### WORK TASK
Please reproduce exactly the lines from the start of the records through the one containing "#[derive(Clone, Debug, PartialEq, Eq, Serialize, Deserialize)]", and nothing more.

*** MATERIAL FOR THIS EXERCISE ***

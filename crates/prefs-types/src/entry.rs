//! The persisted record.

use serde::{Deserialize, Serialize};

use crate::temporal::Timestamp;

/// A single stored preference.
///
/// At most one `Entry` exists per `(module, key)` pair. `created` is fixed at
/// the first insert; `updated` moves on every write.
#[derive(Clone, Debug, PartialEq, Eq, Serialize, Deserialize)]
pub struct Entry {
    /// Logical namespace the entry belongs to.
    pub module: String,
    /// Identifier, unique within `module`.
    pub key: String,
    /// Opaque payload.
    pub value: String,
    /// Time of the first insert.
    pub created: Timestamp,
    /// Time of the most recent insert or replace.
    pub updated: Timestamp,
}

impl Entry {
    /// A freshly inserted entry: `created == updated == at`.
    pub fn new(
        module: impl Into<String>,
        key: impl Into<String>,
        value: impl Into<String>,
        at: Timestamp,
    ) -> Self {
        Self {
            module: module.into(),
            key: key.into(),
            value: value.into(),
            created: at,
            updated: at,
        }
    }

    /// Replace the value in place, keeping `created`.
    pub fn replace_value(&mut self, value: impl Into<String>, at: Timestamp) {
        self.value = value.into();
        self.updated = at;
    }
}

*** End of MATERIAL FOR THIS EXERCISE ***

### ANSWER
filename crates/prefs-types/src/entry.rs
//! The persisted record.

use serde::{Deserialize, Serialize};

use crate::temporal::Timestamp;

/// A single stored preference.
///
/// At most one `Entry` exists per `(module, key)` pair. `created` is fixed at
/// the first insert; `updated` moves on every write.
#[derive(Clone, Debug, PartialEq, Eq, Serialize, Deserialize)]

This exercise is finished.